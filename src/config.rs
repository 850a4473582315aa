//! Gateway configuration: base URL, refresh endpoint, auth-bootstrap exclusions, and
//! transport defaults.
//!
//! [`GatewayConfig`] deserializes from any serde format and can also be assembled with
//! [`GatewayConfigBuilder`]. Both paths end in [`GatewayConfig::validate`], so a config that
//! reaches the gateway always has an HTTP(S) base URL, a rooted refresh path, and
//! well-formed default headers.

// self
use crate::{_prelude::*, error::ConfigError};

/// Validated gateway settings.
#[derive(Clone, Debug, PartialEq, Eq, Serialize, Deserialize)]
pub struct GatewayConfig {
	/// Base URL every relative request path is appended to.
	pub base_url: Url,
	/// Credential refresh endpoint, relative to the base URL.
	#[serde(default = "GatewayConfig::default_refresh_path")]
	pub refresh_path: String,
	/// Path fragments whose `401` responses are never intercepted.
	#[serde(default = "GatewayConfig::default_bootstrap_paths")]
	pub bootstrap_paths: Vec<String>,
	/// Attach and persist cookies across calls.
	#[serde(default = "GatewayConfig::default_with_credentials")]
	pub with_credentials: bool,
	/// Per-request timeout in milliseconds.
	#[serde(default)]
	pub timeout_ms: Option<u64>,
	/// Headers attached to every request.
	#[serde(default = "GatewayConfig::default_headers")]
	pub default_headers: BTreeMap<String, String>,
}
impl GatewayConfig {
	/// Default credential refresh endpoint.
	pub const DEFAULT_REFRESH_PATH: &'static str = "/auth/refresh";
	/// Default auth-bootstrap fragments (login, register, password-reset family).
	pub const DEFAULT_BOOTSTRAP_PATHS: [&'static str; 4] =
		["/auth/login", "/auth/register", "/auth/forget-password", "/auth/change-password"];

	/// Starts a builder for the provided base URL.
	pub fn builder(base_url: Url) -> GatewayConfigBuilder {
		GatewayConfigBuilder::new(base_url)
	}

	/// Parses the base URL and returns a config with default settings.
	pub fn new(base_url: &str) -> Result<Self, ConfigError> {
		let base_url = Url::parse(base_url)
			.map_err(|source| ConfigError::InvalidUrl { target: base_url.to_owned(), source })?;

		Self::builder(base_url).build()
	}

	/// Checks the invariants the gateway relies on.
	pub fn validate(&self) -> Result<(), ConfigError> {
		match self.base_url.scheme() {
			"http" | "https" => (),
			scheme => return Err(ConfigError::UnsupportedScheme { scheme: scheme.to_owned() }),
		}

		if !self.refresh_path.starts_with('/') {
			return Err(ConfigError::InvalidRefreshPath { path: self.refresh_path.clone() });
		}
		if self.bootstrap_paths.iter().any(|fragment| fragment.trim().is_empty()) {
			return Err(ConfigError::EmptyBootstrapPath);
		}

		self.header_map().map(|_| ())
	}

	/// Returns `true` when `path` targets an auth-bootstrap endpoint.
	pub fn is_bootstrap_path(&self, path: &str) -> bool {
		self.bootstrap_paths.iter().any(|fragment| path.contains(fragment.as_str()))
	}

	/// Returns the configured timeout.
	pub fn timeout(&self) -> Option<std::time::Duration> {
		self.timeout_ms.map(std::time::Duration::from_millis)
	}

	/// Converts [`GatewayConfig::default_headers`] into a typed header map.
	pub fn header_map(&self) -> Result<HeaderMap, ConfigError> {
		let mut headers = HeaderMap::with_capacity(self.default_headers.len());

		for (name, value) in &self.default_headers {
			let invalid = || ConfigError::InvalidHeader { name: name.clone() };
			let header_name = HeaderName::from_bytes(name.as_bytes()).map_err(|_| invalid())?;
			let header_value = HeaderValue::from_str(value).map_err(|_| invalid())?;

			headers.insert(header_name, header_value);
		}

		Ok(headers)
	}

	/// Resolves a request target against the base URL.
	///
	/// Relative paths are appended to the base URL (`base + path`) rather than resolved
	/// with RFC 3986 semantics, so a base of `https://api.example.com/v1` and a path of
	/// `/auth/refresh` yields `https://api.example.com/v1/auth/refresh`. Absolute
	/// `http(s)` targets pass through untouched.
	pub fn resolve(&self, path: &str, query: &[(String, String)]) -> Result<Url, ConfigError> {
		let target = if is_absolute_url(path) {
			path.to_owned()
		} else {
			let base = self.base_url.as_str().trim_end_matches('/');
			let path = path.trim_start_matches('/');

			if path.is_empty() { base.to_owned() } else { format!("{base}/{path}") }
		};
		let mut url = Url::parse(&target)
			.map_err(|source| ConfigError::InvalidUrl { target: target.clone(), source })?;

		if !query.is_empty() {
			url.query_pairs_mut().extend_pairs(query.iter().map(|(k, v)| (k.as_str(), v.as_str())));
		}

		Ok(url)
	}

	fn default_refresh_path() -> String {
		Self::DEFAULT_REFRESH_PATH.into()
	}

	fn default_bootstrap_paths() -> Vec<String> {
		Self::DEFAULT_BOOTSTRAP_PATHS.iter().map(|path| (*path).to_owned()).collect()
	}

	fn default_with_credentials() -> bool {
		true
	}

	fn default_headers() -> BTreeMap<String, String> {
		BTreeMap::from([("content-type".to_owned(), "application/json".to_owned())])
	}
}

/// Builder for [`GatewayConfig`] values.
#[derive(Debug)]
pub struct GatewayConfigBuilder {
	config: GatewayConfig,
}
impl GatewayConfigBuilder {
	/// Creates a builder seeded with defaults for the provided base URL.
	pub fn new(base_url: Url) -> Self {
		Self {
			config: GatewayConfig {
				base_url,
				refresh_path: GatewayConfig::default_refresh_path(),
				bootstrap_paths: GatewayConfig::default_bootstrap_paths(),
				with_credentials: GatewayConfig::default_with_credentials(),
				timeout_ms: None,
				default_headers: GatewayConfig::default_headers(),
			},
		}
	}

	/// Overrides the refresh endpoint path.
	pub fn refresh_path(mut self, path: impl Into<String>) -> Self {
		self.config.refresh_path = path.into();

		self
	}

	/// Adds another auth-bootstrap fragment.
	pub fn bootstrap_path(mut self, fragment: impl Into<String>) -> Self {
		self.config.bootstrap_paths.push(fragment.into());

		self
	}

	/// Replaces the auth-bootstrap fragments.
	pub fn bootstrap_paths<I, S>(mut self, fragments: I) -> Self
	where
		I: IntoIterator<Item = S>,
		S: Into<String>,
	{
		self.config.bootstrap_paths = fragments.into_iter().map(Into::into).collect();

		self
	}

	/// Toggles cookie persistence.
	pub fn with_credentials(mut self, enabled: bool) -> Self {
		self.config.with_credentials = enabled;

		self
	}

	/// Sets the per-request timeout.
	pub fn timeout(mut self, timeout: std::time::Duration) -> Self {
		self.config.timeout_ms = Some(u64::try_from(timeout.as_millis()).unwrap_or(u64::MAX));

		self
	}

	/// Inserts (or replaces) a default header.
	pub fn default_header(mut self, name: impl Into<String>, value: impl Into<String>) -> Self {
		self.config.default_headers.insert(name.into().to_ascii_lowercase(), value.into());

		self
	}

	/// Validates and returns the configuration.
	pub fn build(self) -> Result<GatewayConfig, ConfigError> {
		self.config.validate()?;

		Ok(self.config)
	}
}

fn is_absolute_url(target: &str) -> bool {
	let lower = target.get(..8).unwrap_or(target).to_ascii_lowercase();

	lower.starts_with("http://") || lower.starts_with("https://")
}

# # #

| Goal of the exercise |
Among the entries above, how many lines include "source"? State the number and nothing else.

| Solution for this problem |
2